Figure 4.

Mechanisms leading to impaired cell signaling and transcriptional events. Decline in ARSB leads to accumulation of chondroitin 4-sulfate and dermatan sulfate. Decline in ARSB may be due to congenital mutation, hypoxia, increased exposure to chloride or phosphate, estrogen, ethanol, carrageenan, or other exposures, as indicated in Table 2 and Section 4. The signaling pathways were explored with chondroitin 4-sulfate (C4S), since a C4S antibody which detected C4S chains was available. Two major pathways are affected by increased C4S, as shown.
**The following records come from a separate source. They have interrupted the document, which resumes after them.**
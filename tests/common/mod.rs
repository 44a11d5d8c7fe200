//! Shared test utilities and fixtures for the flowlog-stacks test suite.
//!
//! # Usage
//!
//! ```rust,ignore
//! mod common;
//! use common::*;
//! ```

#![allow(dead_code)]

use std::collections::BTreeMap;
use std::path::Path;

use flowlog_stacks::config::Settings;
use flowlog_stacks::plan::{ResourceNode, Stack};
use serde_json::Value;

/// VPC id used throughout the suite.
pub const VPC_ID: &str = "vpc-0abc123";

/// Settings for [`VPC_ID`] with two tags.
pub fn sample_settings() -> Settings {
    Settings::new(
        VPC_ID,
        BTreeMap::from([
            ("project".to_string(), "flowlogs".to_string()),
            ("team".to_string(), "network".to_string()),
        ]),
    )
}

/// Look up a resource, panicking with the stack's addresses when missing.
pub fn resource<'a>(stack: &'a Stack, resource_type: &str, id: &str) -> &'a ResourceNode {
    stack.resource(resource_type, id).unwrap_or_else(|| {
        let known: Vec<String> = stack.resources().map(|n| n.address().to_string()).collect();
        panic!("{resource_type}.{id} not in {known:?}")
    })
}

/// Parse a property holding a JSON document (IAM policies).
pub fn json_property(node: &ResourceNode, name: &str) -> Value {
    let raw = node
        .property(name)
        .and_then(Value::as_str)
        .unwrap_or_else(|| panic!("{} has no string property {name}", node.address()));
    serde_json::from_str(raw).expect("property is not valid JSON")
}

/// Read and parse a JSON file.
pub fn read_json(path: &Path) -> Value {
    let content = std::fs::read_to_string(path)
        .unwrap_or_else(|e| panic!("cannot read {}: {e}", path.display()));
    serde_json::from_str(&content).expect("file is not valid JSON")
}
Galectin-3 binds less to more highly sulfated C4S and becomes available for other interactions, including increased binding with the insulin Receptor, leading to inhibition of insulin signaling [80,81,82] and increased binding with transcription factors, enabling increased DNA binding and transcriptional effects [27,32,33,34,35]. In contrast, SHP2 binds more with C4S when ARSB is silenced, leading to reduced phosphatase activity [14,28,33,36,37,38] and sustained phosphorylation of critical signaling molecules, including phospho-ERK1,2 [33,36,83], phospho-JNK [28], and phospho-p38 MAPK [14,38]. Due to the complexity of the phospho-proteome, the manifestations of sustained phosphorylations impact multiple signaling events. These include increased c-Myc activation of DNMTs and increased methylation of DKK3, which when active acts as an inhibitor of Wnt signaling [36,37,38].